- **TASK INSTRUCTIONS**
Every line of the material below should be copied exactly.

- **INFORMATION**
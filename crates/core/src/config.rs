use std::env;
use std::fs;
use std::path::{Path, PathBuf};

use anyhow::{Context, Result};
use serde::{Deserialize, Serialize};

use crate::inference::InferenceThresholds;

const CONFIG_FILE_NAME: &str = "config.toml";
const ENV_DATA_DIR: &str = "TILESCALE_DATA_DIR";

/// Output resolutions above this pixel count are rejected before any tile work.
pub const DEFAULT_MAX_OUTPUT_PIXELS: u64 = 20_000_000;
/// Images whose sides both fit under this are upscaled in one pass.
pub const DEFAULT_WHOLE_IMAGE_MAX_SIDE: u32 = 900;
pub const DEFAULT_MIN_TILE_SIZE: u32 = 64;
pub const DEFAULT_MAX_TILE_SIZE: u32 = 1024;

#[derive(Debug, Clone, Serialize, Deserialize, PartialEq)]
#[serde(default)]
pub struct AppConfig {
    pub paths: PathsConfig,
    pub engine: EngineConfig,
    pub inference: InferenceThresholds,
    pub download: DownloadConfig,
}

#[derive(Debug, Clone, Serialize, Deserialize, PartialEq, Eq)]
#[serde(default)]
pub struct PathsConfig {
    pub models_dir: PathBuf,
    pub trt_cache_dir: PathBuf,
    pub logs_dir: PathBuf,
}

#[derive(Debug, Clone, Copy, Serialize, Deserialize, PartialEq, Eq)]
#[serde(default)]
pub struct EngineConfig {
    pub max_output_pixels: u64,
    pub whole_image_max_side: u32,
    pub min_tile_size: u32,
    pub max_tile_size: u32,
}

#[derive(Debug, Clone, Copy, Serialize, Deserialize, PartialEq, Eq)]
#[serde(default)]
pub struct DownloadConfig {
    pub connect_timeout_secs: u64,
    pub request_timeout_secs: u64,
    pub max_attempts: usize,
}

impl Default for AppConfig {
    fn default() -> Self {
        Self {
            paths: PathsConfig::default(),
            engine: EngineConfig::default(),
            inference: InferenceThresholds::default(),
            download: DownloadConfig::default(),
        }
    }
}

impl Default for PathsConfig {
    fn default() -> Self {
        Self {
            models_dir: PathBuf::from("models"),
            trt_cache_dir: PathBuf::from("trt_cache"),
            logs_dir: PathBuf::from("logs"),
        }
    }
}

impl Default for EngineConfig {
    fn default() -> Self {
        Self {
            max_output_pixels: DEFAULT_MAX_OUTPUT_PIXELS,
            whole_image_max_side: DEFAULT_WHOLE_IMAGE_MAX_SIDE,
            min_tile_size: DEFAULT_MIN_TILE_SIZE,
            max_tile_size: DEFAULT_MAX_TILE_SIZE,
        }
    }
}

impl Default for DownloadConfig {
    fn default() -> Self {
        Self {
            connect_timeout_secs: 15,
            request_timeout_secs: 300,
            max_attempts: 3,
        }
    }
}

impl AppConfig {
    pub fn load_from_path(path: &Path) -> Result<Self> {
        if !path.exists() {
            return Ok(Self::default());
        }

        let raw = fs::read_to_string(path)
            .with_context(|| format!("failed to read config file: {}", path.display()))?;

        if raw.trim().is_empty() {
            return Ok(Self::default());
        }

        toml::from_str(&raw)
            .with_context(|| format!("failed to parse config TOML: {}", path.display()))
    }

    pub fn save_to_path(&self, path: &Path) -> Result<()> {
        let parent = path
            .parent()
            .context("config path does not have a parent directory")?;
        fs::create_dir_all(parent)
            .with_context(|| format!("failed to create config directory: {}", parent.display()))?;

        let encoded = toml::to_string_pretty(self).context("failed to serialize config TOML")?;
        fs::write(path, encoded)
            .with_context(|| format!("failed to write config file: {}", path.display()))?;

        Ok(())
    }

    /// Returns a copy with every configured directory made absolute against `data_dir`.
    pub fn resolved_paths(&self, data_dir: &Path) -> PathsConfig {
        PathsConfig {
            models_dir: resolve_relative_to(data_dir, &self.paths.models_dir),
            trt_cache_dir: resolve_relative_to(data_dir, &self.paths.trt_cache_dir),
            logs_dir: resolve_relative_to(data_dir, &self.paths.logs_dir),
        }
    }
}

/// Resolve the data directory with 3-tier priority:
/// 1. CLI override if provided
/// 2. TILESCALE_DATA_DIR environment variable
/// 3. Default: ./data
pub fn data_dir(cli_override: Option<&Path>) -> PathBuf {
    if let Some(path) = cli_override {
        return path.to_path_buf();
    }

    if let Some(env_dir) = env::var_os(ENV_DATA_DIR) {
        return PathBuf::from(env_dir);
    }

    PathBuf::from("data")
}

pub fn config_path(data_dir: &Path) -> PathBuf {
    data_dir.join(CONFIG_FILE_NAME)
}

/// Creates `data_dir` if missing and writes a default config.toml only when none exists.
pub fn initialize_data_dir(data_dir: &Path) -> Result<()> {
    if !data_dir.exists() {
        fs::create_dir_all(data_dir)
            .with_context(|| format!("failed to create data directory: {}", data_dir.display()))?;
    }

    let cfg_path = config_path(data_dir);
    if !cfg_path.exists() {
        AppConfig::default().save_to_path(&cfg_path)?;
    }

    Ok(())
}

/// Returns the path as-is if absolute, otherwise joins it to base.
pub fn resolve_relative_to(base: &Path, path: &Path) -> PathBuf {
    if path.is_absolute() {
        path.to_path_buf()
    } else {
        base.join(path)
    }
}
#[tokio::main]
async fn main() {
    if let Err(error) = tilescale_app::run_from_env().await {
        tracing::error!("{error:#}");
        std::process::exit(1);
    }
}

- **RESPONSE AREA**
filename crates/core/src/config.rs
use std::env;
use std::fs;
use std::path::{Path, PathBuf};

use anyhow::{Context, Result};
use serde::{Deserialize, Serialize};

use crate::inference::InferenceThresholds;

const CONFIG_FILE_NAME: &str = "config.toml";
const ENV_DATA_DIR: &str = "TILESCALE_DATA_DIR";

/// Output resolutions above this pixel count are rejected before any tile work.
pub const DEFAULT_MAX_OUTPUT_PIXELS: u64 = 20_000_000;
/// Images whose sides both fit under this are upscaled in one pass.
pub const DEFAULT_WHOLE_IMAGE_MAX_SIDE: u32 = 900;
pub const DEFAULT_MIN_TILE_SIZE: u32 = 64;
pub const DEFAULT_MAX_TILE_SIZE: u32 = 1024;

#[derive(Debug, Clone, Serialize, Deserialize, PartialEq)]
#[serde(default)]
pub struct AppConfig {
    pub paths: PathsConfig,
    pub engine: EngineConfig,
    pub inference: InferenceThresholds,
    pub download: DownloadConfig,
}

#[derive(Debug, Clone, Serialize, Deserialize, PartialEq, Eq)]
#[serde(default)]
pub struct PathsConfig {
    pub models_dir: PathBuf,
    pub trt_cache_dir: PathBuf,
    pub logs_dir: PathBuf,
}

#[derive(Debug, Clone, Copy, Serialize, Deserialize, PartialEq, Eq)]
#[serde(default)]
pub struct EngineConfig {
    pub max_output_pixels: u64,
    pub whole_image_max_side: u32,
    pub min_tile_size: u32,
    pub max_tile_size: u32,
}

#[derive(Debug, Clone, Copy, Serialize, Deserialize, PartialEq, Eq)]
#[serde(default)]
pub struct DownloadConfig {
    pub connect_timeout_secs: u64,
    pub request_timeout_secs: u64,
    pub max_attempts: usize,
}

impl Default for AppConfig {
    fn default() -> Self {
        Self {
            paths: PathsConfig::default(),
            engine: EngineConfig::default(),
            inference: InferenceThresholds::default(),
            download: DownloadConfig::default(),
        }
    }
}

impl Default for PathsConfig {
    fn default() -> Self {
        Self {
            models_dir: PathBuf::from("models"),
            trt_cache_dir: PathBuf::from("trt_cache"),
            logs_dir: PathBuf::from("logs"),
        }
    }
}

impl Default for EngineConfig {
    fn default() -> Self {
        Self {
            max_output_pixels: DEFAULT_MAX_OUTPUT_PIXELS,
            whole_image_max_side: DEFAULT_WHOLE_IMAGE_MAX_SIDE,
            min_tile_size: DEFAULT_MIN_TILE_SIZE,
            max_tile_size: DEFAULT_MAX_TILE_SIZE,
        }
    }
}

impl Default for DownloadConfig {
    fn default() -> Self {
        Self {
            connect_timeout_secs: 15,
            request_timeout_secs: 300,
            max_attempts: 3,
        }
    }
}

impl AppConfig {
    pub fn load_from_path(path: &Path) -> Result<Self> {
        if !path.exists() {
            return Ok(Self::default());
        }

        let raw = fs::read_to_string(path)
            .with_context(|| format!("failed to read config file: {}", path.display()))?;

        if raw.trim().is_empty() {
            return Ok(Self::default());
        }

        toml::from_str(&raw)
            .with_context(|| format!("failed to parse config TOML: {}", path.display()))
    }

    pub fn save_to_path(&self, path: &Path) -> Result<()> {
        let parent = path
            .parent()
            .context("config path does not have a parent directory")?;
        fs::create_dir_all(parent)
            .with_context(|| format!("failed to create config directory: {}", parent.display()))?;

        let encoded = toml::to_string_pretty(self).context("failed to serialize config TOML")?;
        fs::write(path, encoded)
            .with_context(|| format!("failed to write config file: {}", path.display()))?;

        Ok(())
    }

    /// Returns a copy with every configured directory made absolute against `data_dir`.
    pub fn resolved_paths(&self, data_dir: &Path) -> PathsConfig {
        PathsConfig {
            models_dir: resolve_relative_to(data_dir, &self.paths.models_dir),
            trt_cache_dir: resolve_relative_to(data_dir, &self.paths.trt_cache_dir),
            logs_dir: resolve_relative_to(data_dir, &self.paths.logs_dir),
        }
    }
}

/// Resolve the data directory with 3-tier priority:
/// 1. CLI override if provided
/// 2. TILESCALE_DATA_DIR environment variable
/// 3. Default: ./data
pub fn data_dir(cli_override: Option<&Path>) -> PathBuf {
    if let Some(path) = cli_override {
        return path.to_path_buf();
    }

    if let Some(env_dir) = env::var_os(ENV_DATA_DIR) {
        return PathBuf::from(env_dir);
    }

    PathBuf::from("data")
}

pub fn config_path(data_dir: &Path) -> PathBuf {
    data_dir.join(CONFIG_FILE_NAME)
}

/// Creates `data_dir` if missing and writes a default config.toml only when none exists.
pub fn initialize_data_dir(data_dir: &Path) -> Result<()> {
    if !data_dir.exists() {
        fs::create_dir_all(data_dir)
            .with_context(|| format!("failed to create data directory: {}", data_dir.display()))?;
    }

    let cfg_path = config_path(data_dir);
    if !cfg_path.exists() {
        AppConfig::default().save_to_path(&cfg_path)?;
    }

    Ok(())
}

/// Returns the path as-is if absolute, otherwise joins it to base.
pub fn resolve_relative_to(base: &Path, path: &Path) -> PathBuf {
    if path.is_absolute() {
        path.to_path_buf()
    } else {
        base.join(path)
    }
}
#[tokio::main]
async fn main() {
    if let Err(error) = tilescale_app::run_from_env().await {
        tracing::error!("{error:#}");
        std::process::exit(1);
    }
}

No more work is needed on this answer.